Pride celebrations occur annually in Wales. Many take place in the summer, particularly in the month of June (Pride Month). Pride celebrations are also held in other months of the year, including May, July, August, September and October.

== History ==
Pride celebrations in Wales had been mostly restricted to the largest towns and cities in the country. However, in the late 2010s and early 2020s more Pride events have been held across Wales. Mark Etheridge, curator of the LGBTQ+ collection at St Fagans National Museum of Wales said that since 2018 "we have seen an explosion of first Pride events in Wales... in places like Llantwit Major, Barry, Llandrindod Wells and Hay on Wye. This demonstrates how Pride events are no longer just being held in places like Cardiff and Swansea, but across the whole of Wales." adding that he had attended many of these events himself and acquired objects there for the collection.

== Welsh language presence ==
The LGBTQIA+ community in Wales has many Welsh speakers, including drag queens Actavia and Catrin Feelings, featured on RuPaul's Drag Race UK series 6 and 7 respectively. However, Welsh-language representation at Pride events in Wales is often small compared to the English-language provision.

In 1985 the first gay Pride march was held in Wales in Cardiff, by members of Cardiff University's GaySoc (the university's lesbian and gay student society). In footage captured of the event, one marcher can be seen carrying a Welsh-language placard whose text reads "Mae hoyw yn hwyl" which translates to "Gay is fun" in English.
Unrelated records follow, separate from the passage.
//! Tunable constants for the detector and per-call options.
//!
//! [`DetectorConfig`] carries the heuristic constants the stages are
//! calibrated with; they depend on the camera and label stock, so they can be
//! overridden from a TOML file. [`DetectOptions`] is what a single `detect`
//! call accepts.

use crate::error::DetectError;
use crate::models::{ProgressCallback, ProgressEvent};
use serde::{Deserialize, Serialize};
use std::fmt;
use std::path::{Path, PathBuf};
use std::sync::Arc;

#[derive(Debug, Clone, PartialEq, Serialize, Deserialize)]
#[serde(default)]
pub struct DetectorConfig {
    // Loader
    /// Images shorter than this are upscaled before any other processing (default: 1000).
    pub min_working_height: u32,

    // Deskew
    /// Largest rotation tried in either direction, in degrees (default: 6.0).
    pub deskew_max_angle: f32,
    /// Search step in degrees (default: 0.5).
    pub deskew_step: f32,
    /// The angle search runs on a copy no larger than this on its long side (default: 480).
    pub deskew_search_dim: u32,
    /// Margin kept around the ink extent when cropping after deskew (default: 24).
    pub crop_margin: u32,

    // Enhancement
    /// Lower/upper histogram percentiles for the page-level contrast stretch (default: 5/95).
    pub stretch_low: f32,
    pub stretch_high: f32,
    /// Tighter percentiles used on line ROIs (default: 3/97).
    pub roi_stretch_low: f32,
    pub roi_stretch_high: f32,
    /// Adaptive threshold window as a fraction of ROI height (default: 0.5).
    pub adaptive_window_ratio: f32,
    /// Offset subtracted from the local mean (default: 10).
    pub adaptive_offset: i32,
    /// Buffers whose darkest and lightest levels are closer than this hold no ink (default: 24).
    pub min_contrast: u8,

    // Segmentation
    /// A row is in a line band if its ink count exceeds this fraction of the width (default: 0.02).
    pub row_ink_ratio: f32,
    /// Bands shorter than this are noise (default: 8).
    pub min_line_height: u32,
    /// Expected height of one text line at working resolution (default: 60).
    pub nominal_line_height: u32,
    /// Bands taller than `nominal_line_height * split_factor` are re-examined for gaps (default: 1.8).
    pub split_factor: f32,
    /// Inside a tall band, rows below this fraction of the band's peak count are gaps (default: 0.15).
    pub split_valley_ratio: f32,
    /// Bands separated by fewer rows than this are merged (default: 4).
    pub merge_gap: u32,
    /// Number of dense-column hypotheses besides the full-width pass (default: 2).
    pub column_hypotheses: usize,
    /// Width of each column crop as a fraction of image width (default: 0.6).
    pub column_width_ratio: f32,
    /// Minimum distance between chosen column centres as a fraction of width (default: 0.2).
    pub column_separation_ratio: f32,
    /// A column of a line ROI counts as ink if its ink share exceeds this (default: 0.03).
    pub trim_ink_ratio: f32,
    /// Padding added on both sides after trimming (default: 12).
    pub trim_padding: u32,

    // Grouping
    /// ROIs whose vertical centres differ by less than this belong to one line (default: 4).
    pub group_tolerance: u32,

    // Recognition
    /// Canonical ROI height fed to the recognizer (default: 64).
    pub roi_height: u32,
    /// White quiet zone added around every variant (default: 16).
    pub quiet_zone: u32,
    /// Resolution hint passed to the recognizer (default: 300).
    pub dpi_hint: u32,

    // Sequence format
    /// Fixed numeric prefix every asset sequence starts with (default: "04").
    pub code_prefix: String,
    /// Digits allowed after the prefix (default: 9..=14).
    pub min_body_digits: usize,
    pub max_body_digits: usize,
}

impl Default for DetectorConfig {
    fn default() -> Self {
        Self {
            min_working_height: 1000,
            deskew_max_angle: 6.0,
            deskew_step: 0.5,
            deskew_search_dim: 480,
            crop_margin: 24,
            stretch_low: 5.0,
            stretch_high: 95.0,
            roi_stretch_low: 3.0,
            roi_stretch_high: 97.0,
            adaptive_window_ratio: 0.5,
            adaptive_offset: 10,
            min_contrast: 24,
            row_ink_ratio: 0.02,
            min_line_height: 8,
            nominal_line_height: 60,
            split_factor: 1.8,
            split_valley_ratio: 0.15,
            merge_gap: 4,
            column_hypotheses: 2,
            column_width_ratio: 0.6,
            column_separation_ratio: 0.2,
            trim_ink_ratio: 0.03,
            trim_padding: 12,
            group_tolerance: 4,
            roi_height: 64,
            quiet_zone: 16,
            dpi_hint: 300,
            code_prefix: "04".to_string(),
            min_body_digits: 9,
            max_body_digits: 14,
        }
    }
}

impl DetectorConfig {
    /// Load a config from a TOML file; absent keys keep their defaults.
    pub fn from_toml_file(path: impl AsRef<Path>) -> Result<Self, DetectError> {
        let path = path.as_ref();
        let text = std::fs::read_to_string(path)
            .map_err(|e| DetectError::Config(format!("{}: {}", path.display(), e)))?;
        Self::from_toml_str(&text)
    }

    pub fn from_toml_str(text: &str) -> Result<Self, DetectError> {
        toml::from_str(text).map_err(|e| DetectError::Config(e.to_string()))
    }
}

/// Options for a single `detect` call
#[derive(Clone)]
pub struct DetectOptions {
    pub on_progress: Option<ProgressCallback>,
    pub batch_size: usize,
    pub turbo: bool,
    pub max_lines: Option<usize>,
    /// Dump intermediate images here (must be empty or absent)
    pub debug_dir: Option<PathBuf>,
}

impl Default for DetectOptions {
    fn default() -> Self {
        Self {
            on_progress: None,
            batch_size: 4,
            turbo: false,
            max_lines: None,
            debug_dir: None,
        }
    }
}

impl fmt::Debug for DetectOptions {
    fn fmt(&self, f: &mut fmt::Formatter<'_>) -> fmt::Result {
        f.debug_struct("DetectOptions")
            .field("on_progress", &self.on_progress.is_some())
            .field("batch_size", &self.batch_size)
            .field("turbo", &self.turbo)
            .field("max_lines", &self.max_lines)
            .field("debug_dir", &self.debug_dir)
            .finish()
    }
}

impl DetectOptions {
    pub fn new() -> Self {
        Self::default()
    }

    pub fn with_batch_size(mut self, batch_size: usize) -> Self {
        self.batch_size = batch_size.max(1);
        self
    }

    pub fn with_turbo(mut self, turbo: bool) -> Self {
        self.turbo = turbo;
        self
    }

    pub fn with_max_lines(mut self, max_lines: usize) -> Self {
        self.max_lines = Some(max_lines);
        self
    }

    pub fn with_debug_dir(mut self, dir: impl Into<PathBuf>) -> Self {
        self.debug_dir = Some(dir.into());
        self
    }

    pub fn with_progress(mut self, callback: impl Fn(ProgressEvent) + Send + Sync + 'static) -> Self {
        self.on_progress = Some(Arc::new(callback));
        self
    }

    pub(crate) fn emit(&self, event: ProgressEvent) {
        if let Some(callback) = &self.on_progress {
            callback(event);
        }
    }
}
Welsh-language protest banners were made in 1991 and 1992 by the Aberystwyth-based organisation CYLCH (Cymdeithas Lesbiaid a Hoywon Cymraeg eu Hiaith) which was a society for Welsh-speaking gay and lesbian people. The banners were used at protests against Section 28 outside Aberystwyth Town Hall.

Mas ar y Maes was founded in 2018 by Stonewall and provides a LGBTQIA+-focused presence at the National Eisteddfod of Wales. In 2023 organisers of the National Eisteddfod said that a consultation found interest for an LGBTQIA+ Eisteddfod event.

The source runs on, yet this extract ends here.